セルフ給油システム・周辺機器 販売・施工
和田商事株式会社

セルフ雑記帳

和田 信治

vol.579『総活躍』

政治・経済

2015-10-12

 第3次安倍改造内閣が2015年10月7日に発足し,安倍首相は“一億総活躍社会”の実現を新たな政策目標に掲げ,そのための担当大臣も任命された。ネット上では「一億総活躍担当大臣」の略称をどうするかが話題になっていた。『もし「一億相」にしたら,いままでで一番すごいネーミングの大臣だよね』とか『(任命された)加藤大臣は拉致問題担当も兼務しているから,短縮すると「一億総拉致相」だな』など,読んでいてプッと吹き出しそうなコメントが多かった。やはり,このネーミング,ちょっと違和感があると感じている人が多いのだろう。

 私の知人は『なんだか,昔の“一億玉砕”みたいな響きがあってコワイ。安倍政権だから余計に』と言っていた。確かに,「一億」という言葉は,国民をひとかたまりで見ているような感じを受けるし,個別性や多様性がなおざりにされるのではないかという不安を抱かせるのだろう。しかしまあ,そんなことを心配するのは取越し苦労というものだろう。そもそも“一億総活躍社会”なるものがどんなものなのか,これからまとめるとのことだし,どんなに魅力的な政策を盛り込んだとしても,それを実現させ,名称のとおり,老若男女すべての国民が「活躍」できる社会を成就させるなんて,いかなる国家にも不可能である。

 “一億総活躍社会”というスローガンの中で,政府がもっとも重要視しているワードは,やはり「一億」という数値ではないだろうか。総務省によると昨年10月1日現在の日本の人口(在日外国人も含む)は前年比21万5000人(0.17%)減の1億2708万3000人で,4年連続で減少した。15~64歳の現役世代である生産年齢人口は116万人減の7785万人。一方,65歳以上は110万2000人増の3300万人となり,初めて0~14歳の年少人口(1623万3000人)の2倍を超え,世界のどの国も経験したことのない少子高齢化社会が進行中なのだ。

 為政者たちが人口減少と高齢化による急速な国力の低下をいかに恐れているかは,先日,福山雅治と吹石一恵の結婚についてコメントを求められた官房長官が,「この結婚を機に,ママさんたちが一緒に子供を産みたいとか,そういう形で国家に貢献してくれたらいいなと思っています。たくさん産んで下さい」と口走ったことからも伝わってくる。「産めよ,増えよ,地に満ちよ」というのが,彼らが国民に求める第一のことなのだろう。

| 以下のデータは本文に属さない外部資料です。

use contracts::enums::{CourtStatus, SportType};
use contracts::shared::text::non_empty;
use leptos::prelude::*;
use thaw::*;

use super::view_model::CourtDetailsViewModel;
use crate::layout::global_context::AppGlobalContext;
use crate::shared::api_utils::image_url;
use crate::shared::components::form_fields::{CheckboxField, NumberField, TextAreaField, TextField};
use crate::shared::icons::icon;
use crate::shared::page_frame::PageFrame;
use crate::shared::page_standard::PAGE_CAT_DETAIL;
use crate::shared::toast::use_toast;

#[component]
pub fn CourtDetails(id: Option<String>, on_close: Callback<()>) -> impl IntoView {
    let tabs_store = use_context::<AppGlobalContext>().expect("AppGlobalContext context not found");
    let vm = CourtDetailsViewModel::new(use_toast());
    vm.load(id, tabs_store);

    let form = vm.form;
    let disabled = Signal::derive(move || vm.saving.get() || vm.loading.get());
    let number = move |get: fn(&contracts::domain::a002_court::CourtDto) -> f64| {
        Signal::derive(move || form.with(get))
    };

    view! {
        <PageFrame page_id="a002_court--detail" category=PAGE_CAT_DETAIL>
            <div class="page__header">
                <div class="page__header-left">
                    <h1 class="page__title">
                        {move || if vm.is_edit_mode() { "Редактирование корта" } else { "Новый корт" }}
                    </h1>
                </div>
                <div class="page__header-right">
                    <Button
                        appearance=ButtonAppearance::Primary
                        on_click=move |_| vm.save(on_close)
                        disabled=disabled
                    >
                        {icon("check")}
                        {move || if vm.saving.get() { " Сохранение..." } else { " Сохранить" }}
                    </Button>
                    <Button appearance=ButtonAppearance::Secondary on_click=move |_| on_close.run(())>
                        "Отмена"
                    </Button>
                </div>
            </div>

            {move || vm.error.get().map(|e| view! { <div class="alert alert--error">{e}</div> })}

            <div class="details-form">
                <div class="form__row">
                    <TextField
                        label="Название *"
                        value=Signal::derive(move || form.with(|f| f.name.clone()))
                        on_input=Callback::new(move |v| form.update(|f| f.name = v))
                        disabled=disabled
                    />
                    <div class="form__group">
                        <label class="form__label">"Площадка *"</label>
                        <select
                            class="form__select"
                            prop:disabled=move || disabled.get()
                            prop:value=move || form.with(|f| f.venue_id.clone())
                            on:change=move |ev| form.update(|f| f.venue_id = event_target_value(&ev))
                        >
                            <option value="">"Выберите площадку"</option>
                            <For
                                each=move || vm.venues.get()
                                key=|v| v.id.clone()
                                children=move |v| {
                                    let id = v.id.clone();
                                    view! {
                                        <option value=v.id.clone() selected=move || form.with(|f| f.venue_id == id)>
                                            {v.name.clone()}
                                        </option>
                                    }
                                }
                            />
                        </select>
                    </div>
                </div>

                <div class="form__row">
                    <div class="form__group">
                        <label class="form__label">"Вид спорта"</label>
                        <select
                            class="form__select"
                            prop:disabled=move || disabled.get()
                            prop:value=move || form.with(|f| f.sport.code())
                            on:change=move |ev| {
                                if let Some(sport) = SportType::from_code(&event_target_value(&ev)) {
                                    form.update(|f| f.sport = sport);
                                }
                            }
                        >
                            {SportType::all().into_iter().map(|s| view! {
                                <option value=s.code()>{s.display_name()}</option>
                            }).collect_view()}
                        </select>
                    </div>
                    <div class="form__group">
                        <label class="form__label">"Статус"</label>
                        <select
                            class="form__select"
                            prop:disabled=move || disabled.get()
                            prop:value=move || form.with(|f| f.status.code())
                            on:change=move |ev| {
                                if let Some(status) = CourtStatus::from_code(&event_target_value(&ev)) {
                                    form.update(|f| f.status = status);
                                }
                            }
                        >
                            {CourtStatus::all().into_iter().map(|s| view! {
                                <option value=s.code()>{s.display_name()}</option>
                            }).collect_view()}
                        </select>
                    </div>
                    <TextField
                        label="Покрытие"
                        placeholder="хард, трава, паркет..."
                        value=Signal::derive(move || form.with(|f| f.surface.clone().unwrap_or_default()))
                        on_input=Callback::new(move |v: String| form.update(|f| f.surface = non_empty(&v)))
                        disabled=disabled
                    />
                </div>

                <div class="form__row">
                    <NumberField
                        label="Уровень *"
                        min=1.0
                        step=1.0
                        value=number(|f| f.level as f64)
                        on_input=Callback::new(move |v: f64| form.update(|f| f.level = v.max(0.0).round() as u32))
                        disabled=disabled
                    />
                    <NumberField
                        label="Вместимость *"
                        min=1.0
                        step=1.0
                        value=number(|f| f.capacity as f64)
                        on_input=Callback::new(move |v: f64| form.update(|f| f.capacity = v.max(0.0).round() as u32))
                        disabled=disabled
                    />
                    <NumberField
                        label="Дочерних позиций"
                        min=0.0
                        step=1.0
                        value=number(|f| f.sub_court_count as f64)
                        on_input=Callback::new(move |v: f64| form.update(|f| f.sub_court_count = v.max(0.0).round() as u32))
                        disabled=disabled
                    />
                    <NumberField
                        label="Цена за час"
                        min=0.0
                        step=1000.0
                        value=number(|f| f.price_per_hour)
                        on_input=Callback::new(move |v: f64| form.update(|f| f.price_per_hour = v))
                        disabled=disabled
                    />
                </div>

                <CheckboxField
                    label="Крытый корт"
                    checked=Signal::derive(move || form.with(|f| f.is_indoor))
                    on_change=Callback::new(move |v| form.update(|f| f.is_indoor = v))
                    disabled=disabled
                />

                <TextAreaField
                    label="Описание"
                    rows=4
                    value=Signal::derive(move || form.with(|f| f.description.clone().unwrap_or_default()))
                    on_input=Callback::new(move |v: String| form.update(|f| f.description = non_empty(&v)))
                    disabled=disabled
                />

                <TextAreaField
                    label="Фотографии (путь или URL, по одному в строке)"
                    rows=3
                    value=vm.images_text
                    on_input=Callback::new(move |v| vm.set_images_text(v))
                    disabled=disabled
                />
                <div class="details-form__thumbs">
                    {move || form.with(|f| f.images.clone()).into_iter().map(|path| view! {
                        <img class="thumb" src=image_url(&path) alt="" />
                    }).collect_view()}
                </div>
            </div>
        </PageFrame>
    }
}
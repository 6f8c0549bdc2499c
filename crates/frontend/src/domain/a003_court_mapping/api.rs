use contracts::domain::a003_court_mapping::{CourtMapping, CourtMappingDto};

use crate::shared::api::{self, ApiError, CreatedResponse};

pub async fn fetch_mappings() -> Result<Vec<CourtMapping>, ApiError> {
    api::get_json("/api/court-mappings").await
}

pub async fn fetch_mapping(id: &str) -> Result<CourtMapping, ApiError> {
    api::get_json(&format!("/api/court-mappings/{}", id)).await
}

pub async fn save_mapping(dto: &CourtMappingDto) -> Result<String, ApiError> {
    match &dto.id {
        Some(id) => {
            api::put_json(&format!("/api/court-mappings/{}", id), dto).await?;
            Ok(id.clone())
        }
        None => {
            let created: CreatedResponse = api::post_json("/api/court-mappings", dto).await?;
            Ok(created.id)
        }
    }
}

pub async fn delete_mapping(id: &str) -> Result<(), ApiError> {
    api::delete(&format!("/api/court-mappings/{}", id)).await
}
//! Сортируемая ячейка заголовка таблицы
//!
//! ```rust,ignore
//! <SortableHeaderCell
//!     label="Цена"
//!     sort_field="price_per_hour"
//!     current_sort_field=Signal::derive(move || state.with(|s| s.sort_field.clone()))
//!     sort_ascending=Signal::derive(move || state.with(|s| s.sort_ascending))
//!     on_sort=Callback::new(move |field: String| toggle_sort(field))
//!     align="right"
//! />
//! ```

use crate::shared::list_utils::{get_sort_class, get_sort_indicator};
use leptos::prelude::*;
use thaw::*;

#[component]
pub fn SortableHeaderCell(
    /// Текст заголовка
    #[prop(into)]
    label: String,

    /// Поле для сортировки
    sort_field: &'static str,

    /// Текущее поле сортировки из state
    #[prop(into)]
    current_sort_field: Signal<String>,

    /// Направление сортировки из state
    #[prop(into)]
    sort_ascending: Signal<bool>,

    /// Callback при клике на заголовок
    on_sort: Callback<String>,

    #[prop(optional, default = 100.0)]
    min_width: f64,

    /// Выравнивание заголовка (left/right)
    #[prop(optional, default = "left")]
    align: &'static str,
) -> impl IntoView {
    let header_style = if align == "right" {
        "cursor: pointer; justify-content: flex-end;"
    } else {
        "cursor: pointer;"
    };

    view! {
        <TableHeaderCell min_width=min_width>
            <div
                class="table__sortable-header"
                style=header_style
                on:click=move |_| on_sort.run(sort_field.to_string())
            >
                {label}
                <span class=move || get_sort_class(&current_sort_field.get(), sort_field)>
                    {move || get_sort_indicator(&current_sort_field.get(), sort_field, sort_ascending.get())}
                </span>
            </div>
        </TableHeaderCell>
    }
}
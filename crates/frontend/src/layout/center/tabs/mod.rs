pub mod tab;
//! Форма новости
//!
//! - view_model.rs: состояние, автогенерация slug, загрузка/сохранение
//! - view.rs: разметка

mod view;
mod view_model;

pub use view::NewsDetails;
pub use view_model::NewsDetailsViewModel;
//! Схема кортов: привязки дочерних кортов, сгруппированные по родителю

use std::collections::BTreeMap;

use contracts::domain::a002_court::Court;
use contracts::domain::a003_court_mapping::CourtMapping;
use leptos::prelude::*;
use leptos::task::spawn_local;
use thaw::*;

use crate::domain::a002_court::api as court_api;
use crate::domain::a003_court_mapping::api;
use crate::layout::global_context::AppGlobalContext;
use crate::layout::tabs::{detail_key, detail_tab_label, tab_label_for_key};
use crate::shared::components::confirm_dialog::ConfirmDialog;
use crate::shared::components::empty_state::EmptyState;
use crate::shared::icons::icon;
use crate::shared::page_frame::PageFrame;
use crate::shared::page_standard::PAGE_CAT_LIST;
use crate::shared::toast::use_toast;

/// Группа строк одного родителя
#[derive(Clone, Debug, PartialEq)]
pub struct MappingGroup {
    pub parent_id: String,
    pub parent_name: String,
    pub slots: u32,
    pub items: Vec<CourtMapping>,
}

/// Группирует привязки по родителю: группы по имени родителя, внутри по позиции.
/// `parent_filter` оставляет одну группу.
pub fn group_by_parent(
    mappings: &[CourtMapping],
    courts: &[Court],
    parent_filter: Option<&str>,
) -> Vec<MappingGroup> {
    let mut groups: BTreeMap<&str, Vec<CourtMapping>> = BTreeMap::new();
    for m in mappings {
        if parent_filter.is_some_and(|p| p != m.parent_court_id) {
            continue;
        }
        groups.entry(m.parent_court_id.as_str()).or_default().push(m.clone());
    }

    let mut result: Vec<MappingGroup> = groups
        .into_iter()
        .map(|(parent_id, mut items)| {
            items.sort_by_key(|m| m.position);
            let parent = courts.iter().find(|c| c.id == parent_id);
            MappingGroup {
                parent_id: parent_id.to_string(),
                parent_name: parent
                    .map(|c| c.name.clone())
                    .or_else(|| items.first().and_then(|m| m.parent_court_name.clone()))
                    .unwrap_or_else(|| parent_id.to_string()),
                slots: parent.map_or(0, |c| c.sub_court_count),
                items,
            }
        })
        .collect();
    result.sort_by(|a, b| a.parent_name.to_lowercase().cmp(&b.parent_name.to_lowercase()));
    result
}

fn child_label(mapping: &CourtMapping, courts: &[Court]) -> String {
    courts
        .iter()
        .find(|c| c.id == mapping.child_court_id)
        .map(|c| c.name.clone())
        .or_else(|| mapping.child_court_name.clone())
        .unwrap_or_else(|| mapping.child_court_id.clone())
}

#[component]
pub fn CourtMappingList() -> impl IntoView {
    let tabs_store = use_context::<AppGlobalContext>().expect("AppGlobalContext context not found");
    let toast = use_toast();
    let mappings: RwSignal<Vec<CourtMapping>> = RwSignal::new(Vec::new());
    let courts: RwSignal<Vec<Court>> = RwSignal::new(Vec::new());
    let parent_filter: RwSignal<Option<String>> = RwSignal::new(None);
    let (loading, set_loading) = signal(false);
    let (loaded, set_loaded) = signal(false);
    let pending_delete: RwSignal<Option<CourtMapping>> = RwSignal::new(None);

    let load_data = move || {
        set_loading.set(true);
        spawn_local(async move {
            match court_api::fetch_courts().await {
                Ok(data) => courts.set(data),
                Err(e) => toast.api_error("Не удалось загрузить корты", &e),
            }
            match api::fetch_mappings().await {
                Ok(data) => {
                    mappings.set(data);
                    set_loaded.set(true);
                }
                Err(e) => toast.api_error("Не удалось загрузить схему кортов", &e),
            }
            set_loading.set(false);
        });
    };

    Effect::new(move |_| {
        if !loaded.get_untracked() {
            load_data();
        }
    });

    let groups = Memo::new(move |_| {
        let filter = parent_filter.get();
        mappings.with(|m| courts.with(|c| group_by_parent(m, c, filter.as_deref())))
    });

    let open_details = move |mapping: Option<&CourtMapping>| {
        let key = detail_key("a003_court_mapping", mapping.map(|m| m.id.as_str()));
        let title = match mapping {
            Some(m) => detail_tab_label("a003_court_mapping", &format!("#{}", m.position)),
            None => tab_label_for_key(&key).to_string(),
        };
        tabs_store.open_tab(&key, &title);
    };

    let delete_mapping = Callback::new(move |mapping: CourtMapping| {
        spawn_local(async move {
            match api::delete_mapping(&mapping.id).await {
                Ok(()) => {
                    mappings.update(|list| list.retain(|m| m.id != mapping.id));
                    toast.success("Привязка удалена");
                }
                Err(e) => toast.api_error("Не удалось удалить привязку", &e),
            }
        });
    });

    view! {
        <PageFrame page_id="a003_court_mapping--list" category=PAGE_CAT_LIST>
            <div class="page__header">
                <div class="page__header-left">
                    <h1 class="page__title">"Схема кортов"</h1>
                    <Badge>{move || mappings.with(|m| m.len()).to_string()}</Badge>
                </div>
                <div class="page__header-right">
                    <Button appearance=ButtonAppearance::Primary on_click=move |_| open_details(None)>
                        {icon("plus")}
                        " Новая привязка"
                    </Button>
                    <Button
                        appearance=ButtonAppearance::Secondary
                        on_click=move |_| load_data()
                        disabled=Signal::derive(move || loading.get())
                    >
                        {icon("refresh")}
                        {move || if loading.get() { " Загрузка..." } else { " Обновить" }}
                    </Button>
                </div>
            </div>

            <div class="page__content">
                <div class="filter-panel__inline">
                    <label class="form__label">"Родительский корт"</label>
                    <select
                        class="form__select"
                        on:change=move |ev| parent_filter.set(contracts::shared::text::non_empty(&event_target_value(&ev)))
                    >
                        <option value="">"Все"</option>
                        {move || courts.with(|list| {
                            contracts::domain::a003_court_mapping::rules::eligible_parents(list)
                                .into_iter()
                                .map(|c| view! { <option value=c.id.clone()>{c.name.clone()}</option> })
                                .collect_view()
                        })}
                    </select>
                </div>

                <For
                    each=move || groups.get()
                    key=|g| (g.parent_id.clone(), g.items.len(), g.items.iter().map(|m| m.id.clone()).collect::<Vec<_>>())
                    children=move |group| {
                        let used = group.items.len();
                        view! {
                            <div class="mapping-group">
                                <div class="mapping-group__header">
                                    {icon("mapping")}
                                    <span class="mapping-group__title">{group.parent_name.clone()}</span>
                                    <Badge>{format!("{} / {}", used, group.slots)}</Badge>
                                </div>
                                <Table attr:style="width: 100%;">
                                    <TableHeader>
                                        <TableRow>
                                            <TableHeaderCell min_width=80.0>"Позиция"</TableHeaderCell>
                                            <TableHeaderCell min_width=200.0>"Дочерний корт"</TableHeaderCell>
                                            <TableHeaderCell min_width=90.0>""</TableHeaderCell>
                                        </TableRow>
                                    </TableHeader>
                                    <TableBody>
                                        {group.items.into_iter().map(|m| {
                                            let for_edit = m.clone();
                                            let for_delete = m.clone();
                                            let label = courts.with_untracked(|c| child_label(&m, c));
                                            view! {
                                                <TableRow>
                                                    <TableCell>{m.position}</TableCell>
                                                    <TableCell>
                                                        <TableCellLayout truncate=true>{label}</TableCellLayout>
                                                    </TableCell>
                                                    <TableCell>
                                                        <Button
                                                            appearance=ButtonAppearance::Subtle
                                                            on_click=move |_| open_details(Some(&for_edit))
                                                            attr:title="Редактировать"
                                                        >
                                                            {icon("edit")}
                                                        </Button>
                                                        <Button
                                                            appearance=ButtonAppearance::Subtle
                                                            on_click=move |_| pending_delete.set(Some(for_delete.clone()))
                                                            attr:title="Удалить"
                                                        >
                                                            {icon("delete")}
                                                        </Button>
                                                    </TableCell>
                                                </TableRow>
                                            }
                                        }).collect_view()}
                                    </TableBody>
                                </Table>
                            </div>
                        }
                    }
                />

                <Show when=move || loaded.get() && groups.with(|g| g.is_empty())>
                    <EmptyState message="Привязок нет" hint="Создайте привязку дочернего корта к родителю" icon_name="mapping" />
                </Show>

                <ConfirmDialog
                    pending=pending_delete
                    title="Удаление привязки"
                    message=Callback::new(|m: CourtMapping| {
                        format!(
                            "Отвязать «{}» от «{}» (позиция {})?",
                            m.child_court_name.unwrap_or(m.child_court_id),
                            m.parent_court_name.unwrap_or(m.parent_court_id),
                            m.position,
                        )
                    })
                    on_confirm=delete_mapping
                />
            </div>
        </PageFrame>
    }
}

#[cfg(test)]
mod tests {
    use super::*;

    fn court(id: &str, name: &str, slots: u32) -> Court {
        Court {
            id: id.into(),
            name: name.into(),
            sub_court_count: slots,
            ..Default::default()
        }
    }

    fn mapping(id: &str, parent: &str, child: &str, position: u32) -> CourtMapping {
        CourtMapping {
            id: id.into(),
            parent_court_id: parent.into(),
            child_court_id: child.into(),
            position,
            ..Default::default()
        }
    }

    #[test]
    fn test_group_by_parent_orders_groups_and_positions() {
        let courts = vec![court("p1", "Зал B", 3), court("p2", "Зал A", 2)];
        let mappings = vec![
            mapping("m1", "p1", "c3", 3),
            mapping("m2", "p1", "c1", 1),
            mapping("m3", "p2", "c5", 2),
        ];
        let groups = group_by_parent(&mappings, &courts, None);
        assert_eq!(groups.len(), 2);
        assert_eq!(groups[0].parent_name, "Зал A");
        assert_eq!(groups[1].slots, 3);
        let positions: Vec<u32> = groups[1].items.iter().map(|m| m.position).collect();
        assert_eq!(positions, vec![1, 3]);
    }

    #[test]
    fn test_group_by_parent_filter_and_unknown_parent() {
        let mut orphan = mapping("m9", "gone", "c1", 1);
        orphan.parent_court_name = Some("Старый корт".into());
        let mappings = vec![mapping("m1", "p1", "c3", 1), orphan];
        let courts = vec![court("p1", "Зал", 2)];

        let only = group_by_parent(&mappings, &courts, Some("p1"));
        assert_eq!(only.len(), 1);
        assert_eq!(only[0].parent_id, "p1");

        let all = group_by_parent(&mappings, &courts, None);
        let orphan_group = all.iter().find(|g| g.parent_id == "gone").unwrap();
        assert_eq!(orphan_group.parent_name, "Старый корт");
        assert_eq!(orphan_group.slots, 0);
    }
}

 実際,活況を呈する自動車業界だが,国内販売台数は減少を続けており,ここへきて,頼みの軽自動車まで減少傾向に陥っている。先日,過去最高益(1100億円)の決算発表を行なったファースト“ユニクロ”リテイリング社も,国内市場では鈍化が顕著となり,株価は下がってしまった。このまま人口減少が続けば,日本ではあらゆるものの売れ行きが落ちてゆくことは容易に予測できる。もちろんガソリンも。

 1994年度の6万421件をピークに,20年後の2014年度には3万3510件まで“少子化”が進んだガソリンスタンド業界は,このまま行けばGS経営者が「総うつ」状態に陥ってしまうような有様である。市場がどんどん縮小しているのに,前年比100㌫以上の計画なんかぶち上げたって,現場からは「総スカン」を喰らうだけだ。にもかかわらず,なおも商圏内の客を「総獲り」しようなどと目論んで,量販店は採算度外視の価格競争を続け,疲弊を極めようとしている。こんな業界に,今後「コストコ」のようなカテゴリーキラーがTPPの大波に乗って続々と参入して「総攻撃」をかけてくるようなことがあれば,我々は「総崩れ」になってしまうかもしれない。